[Collected data entries]
* * * * * * * * *

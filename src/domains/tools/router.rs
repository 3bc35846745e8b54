//! Tool Router - builds the rmcp ToolRouter from the tool catalog.
//!
//! One route is created per catalog entry. Routes are pure functions of the
//! catalog: building the router twice yields the same set of tool names.

use std::sync::Arc;

use futures::FutureExt;
use rmcp::handler::server::tool::{ToolCallContext, ToolRoute, ToolRouter, cached_schema_for_type};
use rmcp::model::{CallToolResult, Content, Tool};
use schemars::JsonSchema;
use serde::Deserialize;
use tracing::{info, warn};

use crate::domains::docs::{Catalog, CatalogEntry, DocStore};

/// Documentation tools take no arguments.
#[derive(Debug, Deserialize, JsonSchema)]
pub struct NoArgs {}

/// Build the tool router with one route per catalog entry.
pub fn build_tool_router<S>(catalog: Catalog, store: Arc<DocStore>) -> ToolRouter<S>
where
    S: Send + Sync + 'static,
{
    let mut router = ToolRouter::new();
    for entry in catalog.entries() {
        router = router.with_route(doc_tool_route(entry, store.clone()));
    }
    router
}

/// Tool metadata for a catalog entry.
pub(crate) fn doc_tool(entry: &'static CatalogEntry) -> Tool {
    Tool {
        name: entry.identifier.into(),
        description: Some(entry.description.into()),
        input_schema: cached_schema_for_type::<NoArgs>(),
        annotations: None,
        output_schema: None,
        icons: None,
        meta: None,
        title: Some(entry.title.into()),
    }
}

/// Serve a catalog entry's backing document as a tool result.
///
/// The document is read on every call. A load failure is contained here: it
/// becomes an error payload naming the file and the cause, never a protocol
/// fault.
pub(crate) async fn serve_document(entry: &CatalogEntry, store: &DocStore) -> CallToolResult {
    info!("Tool called: {}", entry.identifier);

    match store.load(entry.filename).await {
        Ok(text) => CallToolResult::success(vec![Content::text(text)]),
        Err(e) => {
            warn!("Tool {} failed to load its document: {}", entry.identifier, e);
            CallToolResult::error(vec![Content::text(format!(
                "Error loading {}: {}",
                entry.filename, e
            ))])
        }
    }
}

fn doc_tool_route<S>(entry: &'static CatalogEntry, store: Arc<DocStore>) -> ToolRoute<S>
where
    S: Send + Sync + 'static,
{
    ToolRoute::new_dyn(doc_tool(entry), move |_ctx: ToolCallContext<'_, S>| {
        let store = store.clone();
        async move { Ok(serve_document(entry, &store).await) }.boxed()
    })
}

#[cfg(test)]
mod tests {
    use super::*;
    use crate::domains::tools::tool_catalog;
    use std::fs;
    use tempfile::TempDir;

    struct TestServer {}

    #[test]
    fn test_build_router() {
        let store = Arc::new(DocStore::new("docs"));
        let router: ToolRouter<TestServer> = build_tool_router(tool_catalog().unwrap(), store);
        let tools = router.list_all();
        assert_eq!(tools.len(), 6);

        let names: Vec<_> = tools.iter().map(|t| t.name.as_ref()).collect();
        assert!(names.contains(&"zenblocks-scaffolding"));
        assert!(names.contains(&"zenblocks-create-php"));
        assert!(names.contains(&"zenblocks-create-css"));
        assert!(names.contains(&"zenblocks-create-json"));
        assert!(names.contains(&"zenblocks-create-js"));
        assert!(names.contains(&"zenblocks-quality-assurance"));
    }

    #[test]
    fn test_build_router_is_idempotent() {
        let catalog = tool_catalog().unwrap();
        let store = Arc::new(DocStore::new("docs"));

        let first: ToolRouter<TestServer> = build_tool_router(catalog, store.clone());
        let second: ToolRouter<TestServer> = build_tool_router(catalog, store);

        let mut first_names: Vec<_> =
            first.list_all().iter().map(|t| t.name.to_string()).collect();
        let mut second_names: Vec<_> =
            second.list_all().iter().map(|t| t.name.to_string()).collect();
        first_names.sort();
        second_names.sort();
        assert_eq!(first_names, second_names);
    }

    #[tokio::test]
    async fn test_serve_document_returns_content() {
        let dir = TempDir::new().unwrap();
        fs::write(dir.path().join("scaffolding.md"), "# Scaffolding\n").unwrap();
        let store = DocStore::new(dir.path());

        let catalog = tool_catalog().unwrap();
        let entry = catalog.find("zenblocks-scaffolding").unwrap();

        let result = serve_document(entry, &store).await;
        assert!(result.is_error.is_none() || !result.is_error.unwrap());

        let text = match &result.content[0].raw {
            rmcp::model::RawContent::Text(text) => &text.text,
            _ => panic!("Expected text content"),
        };
        assert_eq!(text, "# Scaffolding\n");
    }

    #[tokio::test]
    async fn test_serve_document_missing_file_contained() {
        let dir = TempDir::new().unwrap();
        let store = DocStore::new(dir.path());

        let catalog = tool_catalog().unwrap();
        let entry = catalog.find("zenblocks-create-css").unwrap();

        let result = serve_document(entry, &store).await;
        assert!(result.is_error.unwrap_or(false));

        let text = match &result.content[0].raw {
            rmcp::model::RawContent::Text(text) => &text.text,
            _ => panic!("Expected text content"),
        };
        assert!(text.contains("create-css.md"));
    }
}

* * * * * * * * *

## REQUIRED ACTION
An exact, complete copy of the records is the expected answer.

## TASK RESULT
filename src/domains/tools/router.rs
repository 3bc35846745e8b54
//! Tool Router - builds the rmcp ToolRouter from the tool catalog.
//!
//! One route is created per catalog entry. Routes are pure functions of the
//! catalog: building the router twice yields the same set of tool names.

use std::sync::Arc;

use futures::FutureExt;
use rmcp::handler::server::tool::{ToolCallContext, ToolRoute, ToolRouter, cached_schema_for_type};
use rmcp::model::{CallToolResult, Content, Tool};
use schemars::JsonSchema;
use serde::Deserialize;
use tracing::{info, warn};

use crate::domains::docs::{Catalog, CatalogEntry, DocStore};

/// Documentation tools take no arguments.
#[derive(Debug, Deserialize, JsonSchema)]
pub struct NoArgs {}

/// Build the tool router with one route per catalog entry.
pub fn build_tool_router<S>(catalog: Catalog, store: Arc<DocStore>) -> ToolRouter<S>
where
    S: Send + Sync + 'static,
{
    let mut router = ToolRouter::new();
    for entry in catalog.entries() {
        router = router.with_route(doc_tool_route(entry, store.clone()));
    }
    router
}

/// Tool metadata for a catalog entry.
pub(crate) fn doc_tool(entry: &'static CatalogEntry) -> Tool {
    Tool {
        name: entry.identifier.into(),
        description: Some(entry.description.into()),
        input_schema: cached_schema_for_type::<NoArgs>(),
        annotations: None,
        output_schema: None,
        icons: None,
        meta: None,
        title: Some(entry.title.into()),
    }
}

/// Serve a catalog entry's backing document as a tool result.
///
/// The document is read on every call. A load failure is contained here: it
/// becomes an error payload naming the file and the cause, never a protocol
/// fault.
pub(crate) async fn serve_document(entry: &CatalogEntry, store: &DocStore) -> CallToolResult {
    info!("Tool called: {}", entry.identifier);

    match store.load(entry.filename).await {
        Ok(text) => CallToolResult::success(vec![Content::text(text)]),
        Err(e) => {
            warn!("Tool {} failed to load its document: {}", entry.identifier, e);
            CallToolResult::error(vec![Content::text(format!(
                "Error loading {}: {}",
                entry.filename, e
            ))])
        }
    }
}

fn doc_tool_route<S>(entry: &'static CatalogEntry, store: Arc<DocStore>) -> ToolRoute<S>
where
    S: Send + Sync + 'static,
{
    ToolRoute::new_dyn(doc_tool(entry), move |_ctx: ToolCallContext<'_, S>| {
        let store = store.clone();
        async move { Ok(serve_document(entry, &store).await) }.boxed()
    })
}

#[cfg(test)]
mod tests {
    use super::*;
    use crate::domains::tools::tool_catalog;
    use std::fs;
    use tempfile::TempDir;

    struct TestServer {}

    #[test]
    fn test_build_router() {
        let store = Arc::new(DocStore::new("docs"));
        let router: ToolRouter<TestServer> = build_tool_router(tool_catalog().unwrap(), store);
        let tools = router.list_all();
        assert_eq!(tools.len(), 6);

        let names: Vec<_> = tools.iter().map(|t| t.name.as_ref()).collect();
        assert!(names.contains(&"zenblocks-scaffolding"));
        assert!(names.contains(&"zenblocks-create-php"));
        assert!(names.contains(&"zenblocks-create-css"));
        assert!(names.contains(&"zenblocks-create-json"));
        assert!(names.contains(&"zenblocks-create-js"));
        assert!(names.contains(&"zenblocks-quality-assurance"));
    }

    #[test]
    fn test_build_router_is_idempotent() {
        let catalog = tool_catalog().unwrap();
        let store = Arc::new(DocStore::new("docs"));

        let first: ToolRouter<TestServer> = build_tool_router(catalog, store.clone());
        let second: ToolRouter<TestServer> = build_tool_router(catalog, store);

        let mut first_names: Vec<_> =
            first.list_all().iter().map(|t| t.name.to_string()).collect();
        let mut second_names: Vec<_> =
            second.list_all().iter().map(|t| t.name.to_string()).collect();
        first_names.sort();
        second_names.sort();
        assert_eq!(first_names, second_names);
    }

    #[tokio::test]
    async fn test_serve_document_returns_content() {
        let dir = TempDir::new().unwrap();
        fs::write(dir.path().join("scaffolding.md"), "# Scaffolding\n").unwrap();
        let store = DocStore::new(dir.path());

        let catalog = tool_catalog().unwrap();
        let entry = catalog.find("zenblocks-scaffolding").unwrap();

        let result = serve_document(entry, &store).await;
        assert!(result.is_error.is_none() || !result.is_error.unwrap());

        let text = match &result.content[0].raw {
            rmcp::model::RawContent::Text(text) => &text.text,
            _ => panic!("Expected text content"),
        };
        assert_eq!(text, "# Scaffolding\n");
    }

    #[tokio::test]
    async fn test_serve_document_missing_file_contained() {
        let dir = TempDir::new().unwrap();
        let store = DocStore::new(dir.path());

        let catalog = tool_catalog().unwrap();
        let entry = catalog.find("zenblocks-create-css").unwrap();

        let result = serve_document(entry, &store).await;
        assert!(result.is_error.unwrap_or(false));

        let text = match &result.content[0].raw {
            rmcp::model::RawContent::Text(text) => &text.text,
            _ => panic!("Expected text content"),
        };
        assert!(text.contains("create-css.md"));
    }
}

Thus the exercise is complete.